Especially for someone who is given worlds of talent, there will be distractions along the way. Lots and lots and lots of distractions. Listening to people all over the place tell you that you're the greatest thing in the world? Having cousins you never knew you had beg you for money?
Those distractions are everywhere. And they can easily derail someone from a career full of promise. Hence, it's hard to predict the future.
But sometimes, just sometimes, we get one right. Sometimes things work out just how they're supposed to. Sometimes the talent everyone saw turns out to be just as pure and genuine as you once believed.
Ladies and gentlemen, I present to you 22-year-old flame thrower Shelby Miller.
From the day he was selected in the first round way back in 2009 he had more hype surrounding him than any pitching prospect since Rick Ankiel. Anything less than pure and total dominance would've been a letdown. Actually, scratch that. Anything less than pure and total dominance would've been a failure.
That's what happens when you bill someone to be the next Roger Clemens or Josh Beckett or Nolan Ryan. It's unfair but such is life. These are the distractions one must deal with nowadays.
After blitzing through A-Quad Cities, A-Palm Beach and AA-Springfield, Miller experience a first last year in AAA-Memphis. Instead, he experienced extreme turbulence. As in, an ERA north of 6.00 at the All Star break. But quite possibly the greatest blessing in disguise taught him that he can't do this alone and he needs to listen to what the coaches tell him.
That lesson in humility has brought him to where he is today. He's one of the next young great pitchers in Major League baseball. Did you see him flat out crush the Rockies the last time out? Have you seen the way his fastball sneaks up on hitters at the dish? Do you see the types of goofy swings his stuff elicits?

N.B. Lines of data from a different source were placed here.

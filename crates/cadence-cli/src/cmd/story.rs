use crate::output;
use cadence_core::facade::{Facade, ListKind, Listing};
use cadence_core::scrum::{EstimateMode, NewStory};
use cadence_core::types::Priority;
use clap::Subcommand;
use std::path::Path;

#[derive(Subcommand)]
pub enum StorySubcommand {
    /// Create a user story
    Create {
        title: String,
        /// "As a <role>"
        #[arg(long, default_value = "user")]
        role: String,
        /// "I want <want>"
        #[arg(long)]
        want: String,
        /// "so that <benefit>"
        #[arg(long)]
        benefit: String,
        /// Acceptance criterion (repeatable)
        #[arg(long = "criterion")]
        criteria: Vec<String>,
        #[arg(long, default_value = "medium")]
        priority: String,
        #[arg(long)]
        epic: Option<String>,
    },

    /// List stories, optionally filtered by status
    List {
        #[arg(long)]
        status: Option<String>,
    },

    /// Estimate one story (or every unestimated backlog story)
    Estimate {
        /// Story ID; omit to estimate all
        story_id: Option<String>,
        /// Explicit Fibonacci points; omit for auto-estimation
        #[arg(long)]
        points: Option<u32>,
    },
}

fn parse_priority(s: &str) -> Priority {
    match s.to_ascii_lowercase().as_str() {
        "critical" => Priority::Critical,
        "high" => Priority::High,
        "low" => Priority::Low,
        _ => Priority::Medium,
    }
}

pub fn run(root: &Path, subcommand: StorySubcommand, json: bool) -> anyhow::Result<()> {
    match subcommand {
        StorySubcommand::Create {
            title,
            role,
            want,
            benefit,
            criteria,
            priority,
            epic,
        } => {
            let facade = Facade::open(root)?;
            let story = facade.create_story(NewStory {
                title,
                role,
                want,
                benefit,
                acceptance_criteria: criteria,
                priority: parse_priority(&priority),
                epic_id: epic,
            })?;
            if json {
                output::print_json(&story)?;
            } else {
                println!("created {}: {}", story.id, story.title);
            }
        }

        StorySubcommand::List { status } => {
            let facade = Facade::open(root)?;
            let Listing::Stories(stories) =
                facade.list(ListKind::Stories, status.as_deref())?
            else {
                unreachable!("stories listing");
            };
            if json {
                output::print_json(&stories)?;
            } else {
                let rows = stories
                    .iter()
                    .map(|s| {
                        vec![
                            s.id.clone(),
                            s.title.clone(),
                            s.status.to_string(),
                            s.priority.to_string(),
                            s.story_points.map(|p| p.to_string()).unwrap_or_default(),
                        ]
                    })
                    .collect();
                output::print_table(&["ID", "TITLE", "STATUS", "PRIORITY", "POINTS"], rows);
            }
        }

        StorySubcommand::Estimate { story_id, points } => {
            let facade = Facade::open(root)?;
            let mode = match points {
                Some(points) => EstimateMode::Points(points),
                None => EstimateMode::Auto,
            };
            let stories = facade.estimate(story_id.as_deref(), mode)?;
            if json {
                output::print_json(&stories)?;
            } else {
                for story in stories {
                    println!(
                        "{}: {} points",
                        story.id,
                        story.story_points.unwrap_or_default()
                    );
                }
            }
        }
    }
    Ok(())
}
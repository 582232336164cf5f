use crate::output;
use cadence_core::event::Event;
use cadence_core::facade::Facade;
use clap::Subcommand;
use std::path::Path;

#[derive(Subcommand)]
pub enum SprintSubcommand {
    /// Create a sprint and auto-plan its scope from the backlog
    Plan {
        name: String,
        #[arg(long, default_value = "")]
        goal: String,
        #[arg(long)]
        duration_days: Option<u32>,
        /// Create an empty sprint without pulling backlog items
        #[arg(long)]
        no_auto: bool,
    },

    /// Start a planned sprint and run it to completion
    Start {
        sprint_id: String,
        /// Remove worktrees of completed tasks afterwards
        #[arg(long)]
        cleanup: bool,
    },

    /// Complete an active sprint with a retrospective note
    Complete {
        sprint_id: String,
        #[arg(long)]
        retrospective: Option<String>,
    },

    /// Show a sprint report
    Report { sprint_id: String },

    /// Mean completed points over recent sprints
    Velocity {
        #[arg(long, default_value = "3")]
        window: usize,
    },
}

pub fn run(root: &Path, subcommand: SprintSubcommand, json: bool) -> anyhow::Result<()> {
    match subcommand {
        SprintSubcommand::Plan {
            name,
            goal,
            duration_days,
            no_auto,
        } => {
            let facade = Facade::open(root)?;
            let sprint = facade.plan_sprint(&name, &goal, duration_days, !no_auto)?;
            if json {
                output::print_json(&sprint)?;
            } else {
                println!(
                    "planned {}: {} items, {} points committed",
                    sprint.id,
                    sprint.committed_items.len(),
                    sprint.committed_points
                );
            }
        }

        SprintSubcommand::Start { sprint_id, cleanup } => {
            let mut facade = Facade::open(root)?;
            if !json {
                // Narrate progress from the event stream while the loop runs.
                facade.subscribe(|event| match event {
                    Event::TaskClaimed { task_id, agent, .. } => {
                        println!("▶ {task_id} → {agent}");
                    }
                    Event::TaskCompleted { task_id, .. } => println!("✓ {task_id}"),
                    Event::TaskFailed { task_id, reason, .. } => {
                        println!("✗ {task_id}: {reason}");
                    }
                    _ => {}
                });
            }
            let report = facade.start(&sprint_id, cleanup)?;
            if json {
                output::print_json(&report)?;
            } else {
                println!(
                    "sprint {}: {} completed, {} failed",
                    sprint_id, report.completed, report.failed
                );
                if let Some(reason) = &report.halted_reason {
                    println!("halted: {reason}");
                }
            }
        }

        SprintSubcommand::Complete {
            sprint_id,
            retrospective,
        } => {
            let facade = Facade::open(root)?;
            let sprint = facade.complete_sprint(&sprint_id, retrospective)?;
            if json {
                output::print_json(&sprint)?;
            } else {
                println!(
                    "completed {}: {}/{} points",
                    sprint.id, sprint.completed_points, sprint.committed_points
                );
            }
        }

        SprintSubcommand::Report { sprint_id } => {
            let facade = Facade::open(root)?;
            let report = facade.sprint_report(&sprint_id)?;
            if json {
                output::print_json(&report)?;
            } else {
                println!("{} — {} [{}]", report.sprint_id, report.name, report.status);
                println!(
                    "  {}/{} points ({:.0}%), {} stories, {} bugs",
                    report.completed_points,
                    report.committed_points,
                    report.completion_percent,
                    report.stories,
                    report.bugs
                );
            }
        }

        SprintSubcommand::Velocity { window } => {
            let facade = Facade::open(root)?;
            let velocity = facade.velocity(window)?;
            if json {
                output::print_json(&serde_json::json!({ "velocity": velocity }))?;
            } else {
                println!("velocity over last {window} sprints: {velocity:.1}");
            }
        }
    }
    Ok(())
}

It's nothing short of that pure and total dominance we came to, albeit unfairly, expect.
You don't construct a 1.58 ERA through 45 and two-thirds innings without that. You don't walk just 11 batters while striking out 51 without it. And you most certainly don't have a 0.88 WHIP (walks plus hits per innings pitched) without dominating.

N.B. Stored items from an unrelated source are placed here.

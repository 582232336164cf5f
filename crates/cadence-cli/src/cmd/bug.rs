use crate::output;
use cadence_core::facade::{Facade, ListKind, Listing};
use cadence_core::scrum::NewBug;
use cadence_core::types::{Priority, Severity};
use clap::Subcommand;
use std::path::Path;

#[derive(Subcommand)]
pub enum BugSubcommand {
    /// File a bug report
    Create {
        title: String,
        #[arg(long, default_value = "")]
        description: String,
        /// Reproduction step (repeatable)
        #[arg(long = "step")]
        steps: Vec<String>,
        #[arg(long, default_value = "")]
        expected: String,
        #[arg(long, default_value = "")]
        actual: String,
        #[arg(long, default_value = "medium")]
        severity: String,
        #[arg(long, default_value = "high")]
        priority: String,
    },

    /// List bugs, optionally filtered by status
    List {
        #[arg(long)]
        status: Option<String>,
    },
}

fn parse_severity(s: &str) -> Severity {
    match s.to_ascii_lowercase().as_str() {
        "critical" => Severity::Critical,
        "high" => Severity::High,
        "low" => Severity::Low,
        _ => Severity::Medium,
    }
}

fn parse_priority(s: &str) -> Priority {
    match s.to_ascii_lowercase().as_str() {
        "critical" => Priority::Critical,
        "medium" => Priority::Medium,
        "low" => Priority::Low,
        _ => Priority::High,
    }
}

pub fn run(root: &Path, subcommand: BugSubcommand, json: bool) -> anyhow::Result<()> {
    match subcommand {
        BugSubcommand::Create {
            title,
            description,
            steps,
            expected,
            actual,
            severity,
            priority,
        } => {
            let facade = Facade::open(root)?;
            let bug = facade.create_bug(NewBug {
                title,
                description,
                steps_to_reproduce: steps,
                expected,
                actual,
                severity: parse_severity(&severity),
                priority: parse_priority(&priority),
                story_points: None,
            })?;
            if json {
                output::print_json(&bug)?;
            } else {
                println!(
                    "created {}: {} ({} points)",
                    bug.id,
                    bug.title,
                    bug.points()
                );
            }
        }

        BugSubcommand::List { status } => {
            let facade = Facade::open(root)?;
            let Listing::Bugs(bugs) = facade.list(ListKind::Bugs, status.as_deref())? else {
                unreachable!("bugs listing");
            };
            if json {
                output::print_json(&bugs)?;
            } else {
                let rows = bugs
                    .iter()
                    .map(|b| {
                        vec![
                            b.id.clone(),
                            b.title.clone(),
                            b.severity.to_string(),
                            b.status.to_string(),
                            b.points().to_string(),
                        ]
                    })
                    .collect();
                output::print_table(&["ID", "TITLE", "SEVERITY", "STATUS", "POINTS"], rows);
            }
        }
    }
    Ok(())
}
mod cmd;
mod output;
mod root;

use clap::{Parser, Subcommand};
use cmd::{
    agent::AgentSubcommand, bug::BugSubcommand, sprint::SprintSubcommand,
    story::StorySubcommand, task::TaskSubcommand, worktree::WorktreeSubcommand,
};
use std::path::PathBuf;

#[derive(Parser)]
#[command(
    name = "cadence",
    about = "Agent-driven sprint execution — backlog, planning, worktrees, and sequential task runs",
    version,
    propagate_version = true
)]
struct Cli {
    /// Project root (default: auto-detect from .cadence/ or .git/)
    #[arg(long, global = true, env = "CADENCE_ROOT")]
    root: Option<PathBuf>,

    /// Output as JSON
    #[arg(long, global = true, short = 'j')]
    json: bool,

    #[command(subcommand)]
    command: Commands,
}

#[derive(Subcommand)]
enum Commands {
    /// Initialize cadence in the current project
    Init {
        /// Project name (default: directory name)
        #[arg(long)]
        name: Option<String>,
    },

    /// Project status: active sprint, backlog, agents
    Status,

    /// Manage user stories
    Story {
        #[command(subcommand)]
        subcommand: StorySubcommand,
    },

    /// Manage tasks
    Task {
        #[command(subcommand)]
        subcommand: TaskSubcommand,
    },

    /// Manage bug reports
    Bug {
        #[command(subcommand)]
        subcommand: BugSubcommand,
    },

    /// Plan, start, and complete sprints
    Sprint {
        #[command(subcommand)]
        subcommand: SprintSubcommand,
    },

    /// Inspect the agent registry
    Agent {
        #[command(subcommand)]
        subcommand: AgentSubcommand,
    },

    /// Manage task worktrees
    Worktree {
        #[command(subcommand)]
        subcommand: WorktreeSubcommand,
    },

    /// Copy the data directory into a timestamped backup
    Backup,
}

fn main() {
    tracing_subscriber::fmt()
        .with_env_filter(
            tracing_subscriber::EnvFilter::from_default_env()
                .add_directive(tracing::Level::WARN.into()),
        )
        .with_target(false)
        .init();

    let cli = Cli::parse();
    let root = root::resolve_root(cli.root.as_deref());

    let result = match cli.command {
        Commands::Init { name } => cmd::init::run(&root, name.as_deref()),
        Commands::Status => cmd::status::run(&root, cli.json),
        Commands::Story { subcommand } => cmd::story::run(&root, subcommand, cli.json),
        Commands::Task { subcommand } => cmd::task::run(&root, subcommand, cli.json),
        Commands::Bug { subcommand } => cmd::bug::run(&root, subcommand, cli.json),
        Commands::Sprint { subcommand } => cmd::sprint::run(&root, subcommand, cli.json),
        Commands::Agent { subcommand } => cmd::agent::run(&root, subcommand, cli.json),
        Commands::Worktree { subcommand } => cmd::worktree::run(&root, subcommand, cli.json),
        Commands::Backup => cmd::init::backup(&root),
    };

    if let Err(e) = result {
        eprintln!("error: {e:#}");
        std::process::exit(1);
    }
}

It's impossible to predict how things will go in Shelby Miller's seemingly bright future. Big league hitters are big league hitters for a reason. They make adjustments to pitching talent and find out what they want to do before capitalizing on their weaknesses. Some adversity is coming for the rookie. How he responds to it and adjusts back to these hitters will go a long way in showing just what type of career he can have.
But for right now? For the first couple months of his big league career? For the start of what's been an unfairly hyped beginning? Let's just say Miller's passed each and every one of those tests.